HYPEROBJECTS
So what do we do when we are tackling a question that is simply too big for us? If not denial, then what? (Bruno Latour)
Hyperobjects: (a term proposed by Timothy Morton) are so massively distributed in time and space as to transcend spatio-temporal specificity (meaning the here and now). Hyperobjects are “hyper” in relation to some other entity, whether they are directly manufactured by humans or not, they have numerous properties in common.
Morton describes them as viscous (they stick to everything). as molten (see Chernobyl “elephant’s foot”) refuting the idea that spacetime is fixed, concrete, and consistent. Hyperobjects are non-local: the sum of local effects (such as tornados) do not add up to the total hyperobject, which is more substantial: "Something that can be in more than one place at once." One of the most salient non-local examples is global warming. So is the internet, or a black hole. (see event horizon)
Morton rejects the expression “climate change”, which he considers a euphemism, indicating a decrease of concern, and a deliberate attempt to downplay its dangers. “One is tempted to see the term “climate change” itself as a kind of denial, a reaction to the radical trauma of unprecedented global warming.”,
Other examples include very long-lasting products of direct human manufacture, such as Styrofoam or plastic bags , and the sum total of all the nuclear materials on Earth. (see Anthropocene) A final feature of Morton’s concept is that Hyperobjects are phased. They come and go in 3D space…(see phase space)

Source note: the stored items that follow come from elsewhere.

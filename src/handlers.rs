//! Business handlers shipped with the client

use crate::protocol::UserRegistrationEvent;
use crate::routing::{EventHandler, HandlerError};
use crate::storage::Storage;
use async_trait::async_trait;
use std::sync::Arc;
use tracing::{info, warn};

/// Persists each registration through the injected [`Storage`]
pub struct UserRegistrationHandler<S: Storage> {
    storage: Arc<S>,
}

impl<S: Storage> UserRegistrationHandler<S> {
    pub fn new(storage: Arc<S>) -> Self {
        Self { storage }
    }
}

#[async_trait]
impl<S: Storage> EventHandler<UserRegistrationEvent> for UserRegistrationHandler<S> {
    async fn handle(&self, event: UserRegistrationEvent) -> Result<(), HandlerError> {
        match self.storage.create_user(&event).await {
            Ok(user) => {
                info!(
                    user_id = %user.id,
                    name = %user.name,
                    email = %user.email,
                    "Registered user"
                );
                Ok(())
            }
            Err(e) => {
                warn!(email = %event.email(), error = %e, "User registration failed");
                Err(e.into())
            }
        }
    }
}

Another candidate for hyperobjectivity could be the "The Airborne Toxic Event" in
Don Delilio’s White Noise.
HYPOSUBJECTS
(Timothy Morton and Dominic Boyer)
Hyposubjects are the native species of the Anthropocene and are only just now beginning to discover what they might be and become. Like their hyperobjective environment, hyposubjects are also multiphasic and plural: not-yet, neither here nor there, less than the sum of their parts. They are, in other words, subscendent (moving toward relations) rather than transcendent (rising above relations). They do not pursue or pretend to absolute knowledge or language, let alone power. Instead they play; they care; they adapt; they hurt; they laugh. Hyposubjects are necessarily feminist, colorful, queer, ecological, transhuman, and intrahuman. They do not recognize the rule of androleukoheteropetromodernity and the apex species behavior it epitomizes and reinforces. But they also hold the bliss-horror of extinction fantasies at bay, because hyposubjects’ befores, nows, and afters are many. Hyposubjects are squatters and bricoleuses. They inhabit the cracks and hollows. They turn things inside out and work miracles with scraps and remains. They unplug from carbon gridlife; they hack and redistribute its stored energies for their own purposes. Hyposubjects make revolutions where technomodern radars can’t glimpse them. They patiently ignore expert advice that they do not or cannot exist. They are skeptical of efforts to summarize them, including everything we have just said.